Apesar de rejeitar a exploração comercial irrestrita da produção de cultura, o PNC incorpora a noção de “economia da cultura”, que permite o desenvolvimento econômico sustentável. Durante a cerimônia de posse à frente do MinC, Marta Suplicy declarou que o ministério “não faz cultura, ele proporciona espaços, oportunidades e autonomia para que a cultura se produza” e que não pode aceitar “a lógica devastadora do mercado”, mas deve permitir que os artistas tenham condições de viver de sua arte.

Outra característica importante do PNC é a ênfase no acompanhamento e avaliação das ações junto à sociedade civil que visam “consolidar os sistemas de participação social na gestão das políticas públicas”. Nesse processo, o portal do Ministério da Cultura será utilizado para divulgar informações sobre as decisões do órgão e receber colaborações dos usuários, o que já é feito, em certa medida, desde o governo Lula. Além disso, o Ministério deve se comprometer a realizar conselhos em âmbito federal, estadual e municipal e debates públicos sobre as políticas da área.
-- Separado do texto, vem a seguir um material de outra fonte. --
use crate::error::DbError;
use core_types::{Cell, TabularResult};
use rust_decimal::Decimal;
use rust_decimal::prelude::FromPrimitive;
use sqlx::mysql::{MySqlPool, MySqlRow};
use sqlx::{Column, Row, TypeInfo};
use std::collections::HashMap;
use std::sync::Mutex;

/// The six fixed, read-only queries this dashboard issues. Everything is a
/// plain `SELECT *`; column names and types are discovered at runtime.
pub mod queries {
    pub const COMPETITORS: &str = "SELECT * FROM competitors";
    pub const RANKINGS: &str = "SELECT * FROM competitor_rankings";
    pub const COMPLEXES: &str = "SELECT * FROM complexes";
    pub const VENUES: &str = "SELECT * FROM venues";
    pub const CATEGORIES: &str = "SELECT * FROM categories";
    pub const COMPETITIONS: &str = "SELECT * FROM competitions";
}

/// The `DbRepository` provides a high-level, application-specific interface
/// to the database. It holds the shared pool (or no pool at all, when the
/// initial connection failed), a session-lifetime cache of query results, and
/// the diagnostics accumulated while collapsing errors at this boundary.
#[derive(Debug)]
pub struct DbRepository {
    pool: Option<MySqlPool>,
    // Keyed by query string; never invalidated within a session. Errors are
    // not cached, so a recovered database starts serving data on the next
    // render cycle.
    cache: Mutex<HashMap<String, TabularResult>>,
    diagnostics: Mutex<Vec<String>>,
}

impl DbRepository {
    /// Creates a new `DbRepository` around a shared database connection pool.
    pub fn new(pool: MySqlPool) -> Self {
        Self {
            pool: Some(pool),
            cache: Mutex::new(HashMap::new()),
            diagnostics: Mutex::new(Vec::new()),
        }
    }

    /// A repository with no database behind it. Every fetch yields the empty
    /// result plus a diagnostic, letting the dashboard render "nothing"
    /// instead of crashing when the connection could not be established.
    pub fn disconnected() -> Self {
        Self {
            pool: None,
            cache: Mutex::new(HashMap::new()),
            diagnostics: Mutex::new(Vec::new()),
        }
    }

    pub fn is_connected(&self) -> bool {
        self.pool.is_some()
    }

    /// Executes a read-only query and returns its rows.
    ///
    /// This is the error boundary of the whole system: connection and query
    /// failures are logged, recorded as user-visible diagnostics, and
    /// converted into the empty result. Callers can always treat the return
    /// value as a valid (possibly empty) table.
    pub async fn fetch_table(&self, query: &str) -> TabularResult {
        if let Ok(cache) = self.cache.lock()
            && let Some(hit) = cache.get(query)
        {
            return hit.clone();
        }

        match self.try_fetch(query).await {
            Ok(table) => {
                if let Ok(mut cache) = self.cache.lock() {
                    cache.insert(query.to_string(), table.clone());
                }
                table
            }
            Err(e) => {
                tracing::error!(query, error = %e, "query failed, returning empty result");
                self.push_diagnostic(format!("Error fetching data: {e}"));
                TabularResult::empty()
            }
        }
    }

    pub async fn fetch_competitors(&self) -> TabularResult {
        self.fetch_table(queries::COMPETITORS).await
    }

    pub async fn fetch_rankings(&self) -> TabularResult {
        self.fetch_table(queries::RANKINGS).await
    }

    pub async fn fetch_complexes(&self) -> TabularResult {
        self.fetch_table(queries::COMPLEXES).await
    }

    pub async fn fetch_venues(&self) -> TabularResult {
        self.fetch_table(queries::VENUES).await
    }

    pub async fn fetch_categories(&self) -> TabularResult {
        self.fetch_table(queries::CATEGORIES).await
    }

    pub async fn fetch_competitions(&self) -> TabularResult {
        self.fetch_table(queries::COMPETITIONS).await
    }

    /// Drains the user-visible diagnostic messages accumulated since the last
    /// call. The presentation layer surfaces these as warnings.
    pub fn take_diagnostics(&self) -> Vec<String> {
        self.diagnostics
            .lock()
            .map(|mut d| std::mem::take(&mut *d))
            .unwrap_or_default()
    }

    fn push_diagnostic(&self, message: String) {
        if let Ok(mut diagnostics) = self.diagnostics.lock() {
            diagnostics.push(message);
        }
    }

    async fn try_fetch(&self, query: &str) -> Result<TabularResult, DbError> {
        let pool = self.pool.as_ref().ok_or(DbError::NotConnected)?;
        let rows = sqlx::query(query)
            .fetch_all(pool)
            .await
            .map_err(|e| DbError::Query {
                query: query.to_string(),
                source: e,
            })?;
        table_from_rows(&rows)
    }
}

fn table_from_rows(rows: &[MySqlRow]) -> Result<TabularResult, DbError> {
    let Some(first) = rows.first() else {
        // A query that matched nothing yields the canonical empty result.
        return Ok(TabularResult::empty());
    };

    let columns: Vec<String> = first
        .columns()
        .iter()
        .map(|c| c.name().to_string())
        .collect();
    let mut table = TabularResult::with_columns(columns)
        .map_err(|e| DbError::ConnectionConfig(e.to_string()))?;

    for row in rows {
        let cells: Vec<Cell> = (0..row.columns().len())
            .map(|idx| decode_cell(row, idx))
            .collect();
        table.push_row(cells).map_err(|e| DbError::ConnectionConfig(e.to_string()))?;
    }
    Ok(table)
}

/// Decodes one cell by the column's reported MySQL type. Integer families map
/// to `Cell::Int`, exact and floating numerics to `Cell::Number`, everything
/// else (strings, enums, dates) is carried as text. Undecodable values become
/// `Cell::Null` rather than failing the whole result set.
fn decode_cell(row: &MySqlRow, idx: usize) -> Cell {
    let type_name = row.column(idx).type_info().name();

    if type_name.contains("DECIMAL") {
        if let Ok(v) = row.try_get::<Option<Decimal>, _>(idx) {
            return Cell::from(v);
        }
    } else if type_name.contains("FLOAT") || type_name.contains("DOUBLE") {
        if let Ok(v) = row.try_get::<Option<f64>, _>(idx) {
            return v.and_then(Decimal::from_f64).map_or(Cell::Null, Cell::Number);
        }
    } else if type_name.contains("INT") || type_name == "YEAR" || type_name == "BOOLEAN" {
        if type_name.contains("UNSIGNED") {
            if let Ok(v) = row.try_get::<Option<u64>, _>(idx) {
                return v
                    .and_then(|v| i64::try_from(v).ok())
                    .map_or(Cell::Null, Cell::Int);
            }
        } else if let Ok(v) = row.try_get::<Option<i64>, _>(idx) {
            return Cell::from(v);
        }
    }

    match row.try_get::<Option<String>, _>(idx) {
        Ok(v) => Cell::from(v),
        Err(_) => Cell::Null,
    }
}
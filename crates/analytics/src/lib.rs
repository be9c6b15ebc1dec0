//! # Courtside Analytics
//!
//! The relational heart of the dashboard: a stable left outer join over
//! [`core_types::TabularResult`]s, the top-N ranking selector, and the two
//! chart data builders. Everything here is pure and synchronous; errors are
//! limited to schema mismatches (a join key missing from a non-empty input).

pub mod charts;
pub mod error;
pub mod join;
pub mod ranking;

// Re-export the key components to create a clean, public-facing API.
pub use charts::{country_histogram, points_bar, Bar, BarChartSpec, HistogramBucket, HistogramSpec};
pub use error::AnalyticsError;
pub use join::join_left;
pub use ranking::top_n;
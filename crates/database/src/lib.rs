//! # Courtside Database Crate
//!
//! The data access layer: a pooled, read-only MySQL client for the six tennis
//! tables. This crate owns the one hard boundary of the system: database
//! failures stop here. `DbRepository::fetch_table` is internally fallible but
//! collapses every `DbError` into an empty `TabularResult` plus a recorded
//! diagnostic, so downstream components never branch on errors at all.
//!
//! ## Public API
//!
//! - `connect`: builds the shared `MySqlPool` from settings (or `DATABASE_URL`).
//! - `DbRepository`: session-scoped repository with a per-query result cache
//!   and typed helpers for the six fixed tables.
//! - `DbError`: the specific error types that can arise inside this crate.

// Declare the modules that constitute this crate.
pub mod connection;
pub mod error;
pub mod repository;

// Re-export the key components to create a clean, public-facing API.
pub use connection::connect;
pub use error::DbError;
pub use repository::{DbRepository, queries};
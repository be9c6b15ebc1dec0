//! # Courtside Filters
//!
//! Session-scoped filter state plus the engine that applies it to derived
//! views. The state is an explicit value object threaded through the render
//! pipeline on every interaction cycle; only the two user actions
//! ([`FilterState::apply`] and [`FilterState::clear`]) mutate it.

pub mod engine;
pub mod state;

// Re-export the core types to provide a clean public API.
pub use engine::{filter_by_category, filter_by_country};
pub use state::FilterState;
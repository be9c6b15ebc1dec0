use crate::error::AnalyticsError;
use core_types::{Cell, TabularResult};
use std::collections::HashMap;

/// Standard left outer join of two tabular results on a shared key column.
///
/// Every row of `left` appears exactly once in the output, in its original
/// order (stable join). Right-side columns other than the key are appended;
/// they are populated from the first right row whose key matches, and
/// null-filled when nothing matches. Unmatched right rows are dropped. A right
/// column whose name collides with a left column is suffixed with `_right`.
///
/// Edge cases: an empty `left` yields the empty result; an empty `right`
/// yields `left` unchanged, since an empty result carries no columns to
/// null-fill. Null key cells never match anything.
///
/// The only error is a schema mismatch: `key` absent from a non-empty input.
pub fn join_left(
    left: &TabularResult,
    right: &TabularResult,
    key: &str,
) -> Result<TabularResult, AnalyticsError> {
    if left.is_empty() {
        return Ok(TabularResult::empty());
    }
    if right.is_empty() {
        return Ok(left.clone());
    }

    let left_key = left
        .column_index(key)
        .ok_or_else(|| AnalyticsError::MissingJoinKey {
            key: key.to_string(),
            side: "left",
        })?;
    let right_key = right
        .column_index(key)
        .ok_or_else(|| AnalyticsError::MissingJoinKey {
            key: key.to_string(),
            side: "right",
        })?;

    // Right columns that survive into the output: everything but the key,
    // renamed on collision with a left column.
    let carried: Vec<(usize, String)> = right
        .columns()
        .iter()
        .enumerate()
        .filter(|(i, _)| *i != right_key)
        .map(|(i, name)| {
            let mut name = name.clone();
            while left.column_index(&name).is_some() {
                name.push_str("_right");
            }
            (i, name)
        })
        .collect();

    // First match wins, so duplicate right keys cannot multiply left rows.
    let mut lookup: HashMap<&Cell, &[Cell]> = HashMap::with_capacity(right.row_count());
    for row in right.rows() {
        let k = &row[right_key];
        if !k.is_null() {
            lookup.entry(k).or_insert(row.as_slice());
        }
    }

    let mut columns: Vec<String> = left.columns().to_vec();
    columns.extend(carried.iter().map(|(_, name)| name.clone()));
    let mut joined = TabularResult::with_columns(columns)?;

    for row in left.rows() {
        let mut out = row.clone();
        match lookup.get(&row[left_key]) {
            Some(matched) => out.extend(carried.iter().map(|(i, _)| matched[*i].clone())),
            None => out.extend(std::iter::repeat_n(Cell::Null, carried.len())),
        }
        joined.push_row(out)?;
    }

    Ok(joined)
}

#[cfg(test)]
mod tests {
    use super::*;

    fn rankings() -> TabularResult {
        let mut t = TabularResult::with_columns(["rank", "points", "competitor_id"]).unwrap();
        t.push_row(vec![Cell::Int(1), Cell::Int(9830), Cell::Int(101)])
            .unwrap();
        t.push_row(vec![Cell::Int(2), Cell::Int(8420), Cell::Int(102)])
            .unwrap();
        t.push_row(vec![Cell::Int(3), Cell::Int(7100), Cell::Int(999)])
            .unwrap();
        t
    }

    fn competitors() -> TabularResult {
        let mut t = TabularResult::with_columns(["competitor_id", "name", "country"]).unwrap();
        t.push_row(vec![Cell::Int(102), Cell::from("Sinner"), Cell::from("Italy")])
            .unwrap();
        t.push_row(vec![Cell::Int(101), Cell::from("Alcaraz"), Cell::from("Spain")])
            .unwrap();
        t
    }

    #[test]
    fn every_left_row_appears_exactly_once_in_left_order() {
        let joined = join_left(&rankings(), &competitors(), "competitor_id").unwrap();
        assert_eq!(joined.row_count(), 3);
        // Left-derived fields are untouched and stay in left order.
        assert_eq!(joined.cell(0, "rank"), Some(&Cell::Int(1)));
        assert_eq!(joined.cell(0, "name"), Some(&Cell::from("Alcaraz")));
        assert_eq!(joined.cell(1, "name"), Some(&Cell::from("Sinner")));
    }

    #[test]
    fn unmatched_left_rows_are_null_filled() {
        let joined = join_left(&rankings(), &competitors(), "competitor_id").unwrap();
        assert_eq!(joined.cell(2, "name"), Some(&Cell::Null));
        assert_eq!(joined.cell(2, "country"), Some(&Cell::Null));
        assert_eq!(joined.cell(2, "rank"), Some(&Cell::Int(3)));
    }

    #[test]
    fn key_column_appears_once_in_the_output() {
        let joined = join_left(&rankings(), &competitors(), "competitor_id").unwrap();
        let key_columns = joined
            .columns()
            .iter()
            .filter(|c| c.as_str() == "competitor_id")
            .count();
        assert_eq!(key_columns, 1);
    }

    #[test]
    fn empty_left_yields_empty() {
        let joined = join_left(&TabularResult::empty(), &competitors(), "competitor_id").unwrap();
        assert_eq!(joined, TabularResult::empty());
    }

    #[test]
    fn empty_right_yields_left_unchanged() {
        let left = rankings();
        let joined = join_left(&left, &TabularResult::empty(), "competitor_id").unwrap();
        assert_eq!(joined, left);
    }

    #[test]
    fn missing_key_in_either_side_is_reported() {
        let err = join_left(&rankings(), &competitors(), "venue_id").unwrap_err();
        assert!(matches!(
            err,
            AnalyticsError::MissingJoinKey { key, side: "left" } if key == "venue_id"
        ));
    }

    #[test]
    fn duplicate_right_keys_do_not_multiply_left_rows() {
        let mut right = TabularResult::with_columns(["competitor_id", "name"]).unwrap();
        right
            .push_row(vec![Cell::Int(101), Cell::from("first")])
            .unwrap();
        right
            .push_row(vec![Cell::Int(101), Cell::from("second")])
            .unwrap();
        let joined = join_left(&rankings(), &right, "competitor_id").unwrap();
        assert_eq!(joined.row_count(), 3);
        assert_eq!(joined.cell(0, "name"), Some(&Cell::from("first")));
    }

    #[test]
    fn colliding_right_columns_get_suffixed() {
        let mut left = TabularResult::with_columns(["venue_id", "name", "complex_id"]).unwrap();
        left.push_row(vec![Cell::Int(1), Cell::from("Centre Court"), Cell::Int(7)])
            .unwrap();
        let mut right = TabularResult::with_columns(["complex_id", "name"]).unwrap();
        right
            .push_row(vec![Cell::Int(7), Cell::from("All England Club")])
            .unwrap();
        let joined = join_left(&left, &right, "complex_id").unwrap();
        assert_eq!(
            joined.columns(),
            &["venue_id", "name", "complex_id", "name_right"]
        );
        assert_eq!(
            joined.cell(0, "name_right"),
            Some(&Cell::from("All England Club"))
        );
    }

    #[test]
    fn null_keys_never_match() {
        let mut left = TabularResult::with_columns(["rank", "competitor_id"]).unwrap();
        left.push_row(vec![Cell::Int(1), Cell::Null]).unwrap();
        let mut right = TabularResult::with_columns(["competitor_id", "name"]).unwrap();
        right.push_row(vec![Cell::Null, Cell::from("nobody")]).unwrap();
        let joined = join_left(&left, &right, "competitor_id").unwrap();
        assert_eq!(joined.cell(0, "name"), Some(&Cell::Null));
    }
}
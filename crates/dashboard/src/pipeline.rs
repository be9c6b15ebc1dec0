use crate::view::{DashboardView, SourceTables};
use analytics::{country_histogram, join_left, points_bar, top_n};
use core_types::TabularResult;
use database::DbRepository;
use filters::{FilterState, filter_by_category, filter_by_country};

/// Size of the "top players" snapshot.
pub const TOP_N: usize = 10;

/// Fetches the six source tables for this render cycle. Repeated cycles hit
/// the repository's session cache rather than the database.
pub async fn load_source_tables(repo: &DbRepository) -> SourceTables {
    SourceTables {
        competitors: repo.fetch_competitors().await,
        rankings: repo.fetch_rankings().await,
        complexes: repo.fetch_complexes().await,
        venues: repo.fetch_venues().await,
        categories: repo.fetch_categories().await,
        competitions: repo.fetch_competitions().await,
    }
}

/// Builds the complete dashboard view from raw tables and the session filter
/// state. Pure and synchronous; this is the whole per-cycle computation.
///
/// The top-10 snapshot and both charts are deliberately computed over the
/// unfiltered ranked view, matching the dashboard's documented behavior of
/// showing overall leaders and the overall country distribution even while a
/// filter is active.
pub fn assemble(tables: &SourceTables, state: &FilterState) -> DashboardView {
    let mut diagnostics = Vec::new();

    let ranked = derived_view(
        &tables.rankings,
        &tables.competitors,
        "competitor_id",
        &mut diagnostics,
    );
    let venues = derived_view(
        &tables.venues,
        &tables.complexes,
        "complex_id",
        &mut diagnostics,
    );
    let competitions = derived_view(
        &tables.competitions,
        &tables.categories,
        "category_id",
        &mut diagnostics,
    );

    let top_players = top_n(&ranked, TOP_N);

    DashboardView {
        country_histogram: country_histogram(&ranked),
        points_bar: points_bar(&top_players),
        rankings: filter_by_country(&ranked, state),
        competitions: filter_by_category(&competitions, state),
        top_players,
        venues,
        active_country: state.country().unwrap_or("All").to_string(),
        active_category: state.category().unwrap_or("All").to_string(),
        diagnostics,
    }
}

/// One full render cycle: fetch, assemble, and attach the diagnostics the
/// data access layer collected while collapsing errors.
pub async fn render(repo: &DbRepository, state: &FilterState) -> DashboardView {
    let tables = load_source_tables(repo).await;
    let mut view = assemble(&tables, state);
    let mut fetch_diagnostics = repo.take_diagnostics();
    fetch_diagnostics.append(&mut view.diagnostics);
    view.diagnostics = fetch_diagnostics;
    view
}

/// A derived view is only built when both sides hold data; otherwise it is
/// empty. A join that fails on a schema mismatch also degrades to empty, with
/// a diagnostic, rather than failing the render.
fn derived_view(
    left: &TabularResult,
    right: &TabularResult,
    key: &str,
    diagnostics: &mut Vec<String>,
) -> TabularResult {
    if left.is_empty() || right.is_empty() {
        return TabularResult::empty();
    }
    match join_left(left, right, key) {
        Ok(view) => view,
        Err(e) => {
            tracing::error!(key, error = %e, "derived view degraded to empty");
            diagnostics.push(format!("Error building view: {e}"));
            TabularResult::empty()
        }
    }
}
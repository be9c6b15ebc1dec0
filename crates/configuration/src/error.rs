use thiserror::Error;

#[derive(Error, Debug)]
pub enum ConfigError {
    #[error("Failed to load configuration from file: {0}")]
    LoadError(#[from] config::ConfigError),
}
use core_types::TabularResult;
use rust_decimal::Decimal;
use serde::{Deserialize, Serialize};

/// Data for the "players per country" histogram, always computed over the
/// unfiltered ranked-competitor view so the distribution stays comparable
/// while a country filter is active.
#[derive(Debug, Clone, PartialEq, Serialize, Deserialize)]
pub struct HistogramSpec {
    pub title: String,
    pub buckets: Vec<HistogramBucket>,
}

#[derive(Debug, Clone, PartialEq, Serialize, Deserialize)]
pub struct HistogramBucket {
    pub label: String,
    pub count: u64,
}

/// Data for the "top 10 players by points" bar chart.
#[derive(Debug, Clone, PartialEq, Serialize, Deserialize)]
pub struct BarChartSpec {
    pub title: String,
    pub bars: Vec<Bar>,
}

#[derive(Debug, Clone, PartialEq, Serialize, Deserialize)]
pub struct Bar {
    pub label: String,
    pub value: Decimal,
}

/// Counts competitors per `country` over a ranked-competitor view.
///
/// Buckets appear in first-occurrence order, which is deterministic because
/// the join is stable. Rows with a null country are skipped rather than
/// bucketed under a synthetic label.
pub fn country_histogram(rows: &TabularResult) -> HistogramSpec {
    let mut spec = HistogramSpec {
        title: "Number of Players per Country (Overall)".to_string(),
        buckets: Vec::new(),
    };
    let Some(idx) = rows.column_index("country") else {
        return spec;
    };
    for row in rows.rows() {
        let Some(country) = row[idx].as_str() else {
            continue;
        };
        match spec.buckets.iter_mut().find(|b| b.label == country) {
            Some(bucket) => bucket.count += 1,
            None => spec.buckets.push(HistogramBucket {
                label: country.to_string(),
                count: 1,
            }),
        }
    }
    spec
}

/// Builds `(name, points)` bars from a top-N view, in its (rank) order.
/// Rows missing a name or a numeric points value are skipped.
pub fn points_bar(top: &TabularResult) -> BarChartSpec {
    let mut spec = BarChartSpec {
        title: "Top 10 Players by Points (Overall)".to_string(),
        bars: Vec::new(),
    };
    let (Some(name_idx), Some(points_idx)) =
        (top.column_index("name"), top.column_index("points"))
    else {
        return spec;
    };
    for row in top.rows() {
        let (Some(name), Some(points)) = (row[name_idx].as_str(), row[points_idx].as_number())
        else {
            continue;
        };
        spec.bars.push(Bar {
            label: name.to_string(),
            value: points,
        });
    }
    spec
}
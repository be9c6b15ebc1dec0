//! # Courtside Dashboard
//!
//! The render pipeline. One user interaction triggers one full synchronous
//! re-evaluation: fetch the six source tables, build the three derived views,
//! apply the session filter state, and hand the presentation layer a complete
//! [`DashboardView`]. The pipeline itself never fails: upstream errors arrive
//! pre-collapsed as empty tables, and every stage treats empty input as a
//! first-class value.

pub mod pipeline;
pub mod view;

// Re-export the key components to create a clean, public-facing API.
pub use pipeline::{TOP_N, assemble, load_source_tables, render};
pub use view::{DashboardView, SourceTables};
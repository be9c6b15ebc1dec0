use crate::cell::Cell;
use crate::error::CoreError;
use serde::{Deserialize, Serialize};

/// An ordered, dynamically-typed result set: a column list plus zero or more
/// rows of [`Cell`]s.
///
/// The empty table (zero rows, zero columns) is the universal fallback value
/// of the data access layer; every consumer must treat it as valid input, not
/// as an error condition. Row order is significant and preserved by every
/// operation in the workspace (joins are stable, filters keep survivor order,
/// the top-N sort is stable).
#[derive(Debug, Clone, Default, PartialEq, Serialize, Deserialize)]
pub struct TabularResult {
    columns: Vec<String>,
    rows: Vec<Vec<Cell>>,
}

impl TabularResult {
    /// The empty result: zero rows, zero columns.
    pub fn empty() -> Self {
        Self::default()
    }

    /// Creates a table with the given column names and no rows yet.
    pub fn with_columns<I, S>(columns: I) -> Result<Self, CoreError>
    where
        I: IntoIterator<Item = S>,
        S: Into<String>,
    {
        let columns: Vec<String> = columns.into_iter().map(Into::into).collect();
        for (i, name) in columns.iter().enumerate() {
            if columns[..i].contains(name) {
                return Err(CoreError::DuplicateColumn(name.clone()));
            }
        }
        Ok(Self {
            columns,
            rows: Vec::new(),
        })
    }

    /// Appends a row. The row must have exactly one cell per column.
    pub fn push_row(&mut self, row: Vec<Cell>) -> Result<(), CoreError> {
        if row.len() != self.columns.len() {
            return Err(CoreError::RowArityMismatch {
                expected: self.columns.len(),
                got: row.len(),
            });
        }
        self.rows.push(row);
        Ok(())
    }

    /// A table is empty when it holds no rows. The zero-column fallback value
    /// is therefore empty, but so is a well-formed table whose query matched
    /// nothing.
    pub fn is_empty(&self) -> bool {
        self.rows.is_empty()
    }

    pub fn row_count(&self) -> usize {
        self.rows.len()
    }

    pub fn column_count(&self) -> usize {
        self.columns.len()
    }

    pub fn columns(&self) -> &[String] {
        &self.columns
    }

    pub fn rows(&self) -> &[Vec<Cell>] {
        &self.rows
    }

    /// Position of a column by exact name.
    pub fn column_index(&self, name: &str) -> Option<usize> {
        self.columns.iter().position(|c| c == name)
    }

    /// Cell at `(row, column-name)`, if both exist.
    pub fn cell(&self, row: usize, column: &str) -> Option<&Cell> {
        let idx = self.column_index(column)?;
        self.rows.get(row)?.get(idx)
    }

    /// Builds a new table with the same columns, keeping only the rows the
    /// predicate accepts. Row order is preserved; `self` is untouched.
    pub fn filtered<F>(&self, mut keep: F) -> TabularResult
    where
        F: FnMut(&[Cell]) -> bool,
    {
        TabularResult {
            columns: self.columns.clone(),
            rows: self
                .rows
                .iter()
                .filter(|row| keep(row.as_slice()))
                .cloned()
                .collect(),
        }
    }

    /// Builds a new table with the same columns and rows reordered/truncated
    /// by the given owned row set. Used by the top-N selector.
    pub fn with_rows(&self, rows: Vec<Vec<Cell>>) -> TabularResult {
        TabularResult {
            columns: self.columns.clone(),
            rows,
        }
    }
}
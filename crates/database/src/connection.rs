use crate::error::DbError;
use configuration::DatabaseSettings;
use dotenvy::dotenv;
use sqlx::mysql::{MySqlConnectOptions, MySqlPool, MySqlPoolOptions};
use std::env;
use std::time::Duration;

/// Establishes the shared connection pool to the tennis results database.
///
/// The pool is created once per process and reused across render cycles.
/// A `DATABASE_URL` environment variable (optionally loaded from a `.env`
/// file) takes precedence; otherwise the options are assembled from the
/// typed settings.
pub async fn connect(settings: &DatabaseSettings) -> Result<MySqlPool, DbError> {
    // Load environment variables from the .env file, if one exists.
    dotenv().ok();

    let options = match env::var("DATABASE_URL") {
        Ok(url) => url
            .parse::<MySqlConnectOptions>()
            .map_err(|e| DbError::ConnectionConfig(e.to_string()))?,
        Err(_) => MySqlConnectOptions::new()
            .host(&settings.host)
            .port(settings.port)
            .username(&settings.user)
            .password(&settings.password)
            .database(&settings.database),
    };

    let pool = MySqlPoolOptions::new()
        .max_connections(5)
        .acquire_timeout(Duration::from_secs(5))
        .connect_with(options)
        .await?;

    Ok(pool)
}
O Plano Nacional de Cultura agrega segmentos que vão, desde as manifestações da cultura popular, até a moda e a culinária como formas de expressão do patrimônio cultural e artístico brasileiro. O projeto apresenta missões específicas para cada um desses setores e, nesse momento, cabe à Marta Suplicy e às próximas gestões do MinC darem continuidade a essa política que deve permanecer insolúvel diante de mudanças no governo.